WHAT YOU SHOULD DO: Among the records that follow, count the lines with the string "color"; report only that count.

DATA TO EXAMINE:
//! Rendering a [`FinalDocument`] as Markdown, LaTeX or HTML.
//!
//! Rendering only produces text; writing it anywhere is the caller's business. The
//! Markdown and HTML renderings append a metadata block (generation time, topic, word
//! count, roles used and, when supplied, the quality metrics). The HTML and LaTeX
//! renderings parse the document with `pulldown-cmark` and leave out its header block.
//!
//! # Example
//!
//! ```
//! use essayforge::output::OutputFormat;
//!
//! let format: OutputFormat = "tex".parse().unwrap();
//! assert_eq!(format, OutputFormat::Latex);
//! assert_eq!(format.extension(), "tex");
//! assert!("pdf".parse::<OutputFormat>().is_err());
//! ```

use crate::quality::QualityMetrics;
use crate::synthesis::FinalDocument;
use pulldown_cmark::{html, Event, HeadingLevel, Options, Parser, Tag, TagEnd};
use serde::{Deserialize, Serialize};
use std::error::Error;
use std::fmt;
use std::fmt::Write as _;
use std::str::FromStr;

/// Supported renderings.
#[derive(Debug, Clone, Copy, PartialEq, Eq, Default, Serialize, Deserialize)]
#[serde(rename_all = "lowercase")]
pub enum OutputFormat {
    #[default]
    Markdown,
    Latex,
    Html,
}

impl OutputFormat {
    /// File extension without the dot.
    pub fn extension(&self) -> &'static str {
        match self {
            OutputFormat::Markdown => "md",
            OutputFormat::Latex => "tex",
            OutputFormat::Html => "html",
        }
    }
}

impl fmt::Display for OutputFormat {
    fn fmt(&self, f: &mut fmt::Formatter<'_>) -> fmt::Result {
        let name = match self {
            OutputFormat::Markdown => "markdown",
            OutputFormat::Latex => "latex",
            OutputFormat::Html => "html",
        };
        f.write_str(name)
    }
}

/// An unrecognised format name.
#[derive(Debug, Clone, PartialEq, Eq)]
pub struct OutputFormatError(pub String);

impl fmt::Display for OutputFormatError {
    fn fmt(&self, f: &mut fmt::Formatter<'_>) -> fmt::Result {
        write!(
            f,
            "Unsupported output format: {} (expected markdown, latex or html)",
            self.0
        )
    }
}

impl Error for OutputFormatError {}

impl FromStr for OutputFormat {
    type Err = OutputFormatError;

    fn from_str(s: &str) -> Result<Self, Self::Err> {
        match s.trim().to_ascii_lowercase().as_str() {
            "markdown" | "md" => Ok(OutputFormat::Markdown),
            "latex" | "tex" => Ok(OutputFormat::Latex),
            "html" => Ok(OutputFormat::Html),
            _ => Err(OutputFormatError(s.to_string())),
        }
    }
}

/// Render `document` in `format`.
pub fn render(
    document: &FinalDocument,
    quality: Option<&QualityMetrics>,
    format: OutputFormat,
) -> String {
    match format {
        OutputFormat::Markdown => render_markdown(document, quality),
        OutputFormat::Latex => render_latex(document),
        OutputFormat::Html => render_html(document, quality),
    }
}

fn render_markdown(document: &FinalDocument, quality: Option<&QualityMetrics>) -> String {
    let meta = &document.metadata;
    let mut out = document.content.clone();
    out.push_str("\n\n---\n\n");
    let _ = write!(
        out,
        "**Generated:** {}\n\n**Topic:** {}\n\n**Word Count:** {}\n\n**Research Depth:** {} roles\n\n",
        meta.generated_at.format("%Y-%m-%d %H:%M:%S"),
        meta.topic,
        group_thousands(meta.word_count),
        meta.roles_used.len()
    );
    if let Some(q) = quality {
        let _ = write!(
            out,
            "**Quality Metrics:**\n- Overall Score: {:.2}\n- Coherence: {:.2}\n- Citation Quality: {:.2}\n- Depth: {:.2}\n- Originality: {:.2}\n",
            q.overall_score, q.coherence, q.citation_quality, q.depth_score, q.originality
        );
    }
    out
}

fn render_latex(document: &FinalDocument) -> String {
    let mut out = String::from(
        "\\documentclass[12pt]{article}\n\
         \\usepackage[utf8]{inputenc}\n\
         \\usepackage{hyperref}\n\
         \\usepackage{cite}\n\n",
    );
    let _ = write!(
        out,
        "\\title{{{}}}\n\\author{{EssayForge}}\n\\date{{{}}}\n\n",
        escape_latex(&document.title),
        document.metadata.generated_at.format("%B %d, %Y")
    );
    out.push_str("\\begin{document}\n\n\\maketitle\n\n");
    out.push_str(&markdown_to_latex(&document.content));
    out.push_str("\n\\end{document}");
    out
}

fn render_html(document: &FinalDocument, quality: Option<&QualityMetrics>) -> String {
    let meta = &document.metadata;
    let mut out = String::new();
    let _ = write!(
        out,
        r#"<!DOCTYPE html>
<html lang="en">
<head>
    <meta charset="UTF-8">
    <meta name="viewport" content="width=device-width, initial-scale=1.0">
    <title>{}</title>
    <style>
        body {{ font-family: -apple-system, BlinkMacSystemFont, 'Segoe UI', Roboto, sans-serif; line-height: 1.6; color: #333; max-width: 800px; margin: 0 auto; padding: 20px; }}
        h1, h2, h3 {{ color: #2c3e50; }}
        h1 {{ border-bottom: 2px solid #3498db; padding-bottom: 10px; }}
        h2 {{ margin-top: 30px; }}
        .metadata {{ background-color: #f8f9fa; padding: 15px; border-radius: 5px; margin-top: 40px; font-size: 0.9em; }}
    </style>
</head>
<body>
"#,
        escape_html(&document.title)
    );
    out.push_str(&markdown_to_html(&document.content));

    out.push_str("\n<div class=\"metadata\">");
    let _ = write!(
        out,
        "<p><strong>Generated:</strong> {}</p><p><strong>Topic:</strong> {}</p><p><strong>Word Count:</strong> {}</p><p><strong>Research Depth:</strong> {} roles</p>",
        meta.generated_at.format("%Y-%m-%d %H:%M:%S"),
        escape_html(&meta.topic),
        group_thousands(meta.word_count),
        meta.roles_used.len()
    );
    if let Some(q) = quality {
        let _ = write!(
            out,
            "<p><strong>Quality Metrics:</strong></p><ul><li>Overall Score: {:.2}</li><li>Coherence: {:.2}</li><li>Citation Quality: {:.2}</li><li>Depth: {:.2}</li><li>Originality: {:.2}</li></ul>",
            q.overall_score, q.coherence, q.citation_quality, q.depth_score, q.originality
        );
    }
    out.push_str("</div>\n</body>\n</html>");
    out
}

/// Escape LaTeX special characters.
pub fn escape_latex(text: &str) -> String {
    let mut out = String::with_capacity(text.len());
    for ch in text.chars() {
        match ch {
            '&' | '%' | '$' | '#' | '_' | '{' | '}' => {
                out.push('\\');
                out.push(ch);
            }
            '~' => out.push_str("\\textasciitilde{}"),
            '^' => out.push_str("\\^{}"),
            '\\' => out.push_str("\\textbackslash{}"),
            _ => out.push(ch),
        }
    }
    out
}

fn escape_html(text: &str) -> String {
    text.replace('&', "&amp;")
        .replace('<', "&lt;")
        .replace('>', "&gt;")
        .replace('"', "&quot;")
}

fn markdown_options() -> Options {
    let mut options = Options::empty();
    options.insert(Options::ENABLE_STRIKETHROUGH);
    options.insert(Options::ENABLE_TABLES);
    options
}

/// Drop a leading `---` delimited header block; it is already shown as the title and
/// metadata.
fn strip_front_matter(content: &str) -> &str {
    let Some(rest) = content.strip_prefix("---\n") else {
        return content;
    };
    match rest.find("\n---\n") {
        Some(end) => rest[end + 5..].trim_start_matches('\n'),
        None => content,
    }
}

fn markdown_to_html(content: &str) -> String {
    let parser = Parser::new_ext(strip_front_matter(content), markdown_options());
    let mut html_output = String::new();
    html::push_html(&mut html_output, parser);
    html_output
}

fn markdown_to_latex(content: &str) -> String {
    let mut out = String::new();
    let mut in_code_block = false;

    for event in Parser::new_ext(strip_front_matter(content), markdown_options()) {
        match event {
            Event::Start(tag) => match tag {
                Tag::Heading { level, .. } => out.push_str(match level {
                    HeadingLevel::H1 => "\\section{",
                    HeadingLevel::H2 => "\\subsection{",
                    _ => "\\subsubsection{",
                }),
                Tag::Emphasis => out.push_str("\\emph{"),
                Tag::Strong => out.push_str("\\textbf{"),
                Tag::Link { dest_url, .. } => {
                    let _ = write!(out, "\\href{{{}}}{{", escape_latex_url(&dest_url));
                }
                Tag::List(Some(_)) => out.push_str("\\begin{enumerate}\n"),
                Tag::List(None) => out.push_str("\\begin{itemize}\n"),
                Tag::Item => out.push_str("\\item "),
                Tag::CodeBlock(_) => {
                    in_code_block = true;
                    out.push_str("\\begin{verbatim}\n");
                }
                _ => {}
            },
            Event::End(tag) => match tag {
                TagEnd::Heading(_) => out.push_str("}\n\n"),
                TagEnd::Paragraph => out.push_str("\n\n"),
                TagEnd::Emphasis | TagEnd::Strong | TagEnd::Link => out.push('}'),
                TagEnd::List(true) => out.push_str("\\end{enumerate}\n\n"),
                TagEnd::List(false) => out.push_str("\\end{itemize}\n\n"),
                TagEnd::Item => out.push('\n'),
                TagEnd::CodeBlock => {
                    in_code_block = false;
                    out.push_str("\\end{verbatim}\n\n");
                }
                _ => {}
            },
            Event::Text(text) if in_code_block => out.push_str(&text),
            Event::Text(text) => out.push_str(&escape_latex(&text)),
            Event::Code(code) => {
                let _ = write!(out, "\\texttt{{{}}}", escape_latex(&code));
            }
            Event::SoftBreak => out.push('\n'),
            Event::HardBreak => out.push_str("\\\\\n"),
            Event::Rule => out.push_str("\\noindent\\rule{\\linewidth}{0.4pt}\n\n"),
            _ => {}
        }
    }
    out.trim_end().to_string()
}

/// `#` and `%` must be escaped inside `\href`.
fn escape_latex_url(url: &str) -> String {
    url.replace('%', "\\%").replace('#', "\\#")
}

/// `12345` -> `"12,345"`.
fn group_thousands(n: usize) -> String {
    let digits = n.to_string();
    let mut out = String::with_capacity(digits.len() + digits.len() / 3);
    for (i, ch) in digits.chars().enumerate() {
        if i > 0 && (digits.len() - i) % 3 == 0 {
            out.push(',');
        }
        out.push(ch);
    }
    out
}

RESPONSE FOR THIS EXERCISE: 3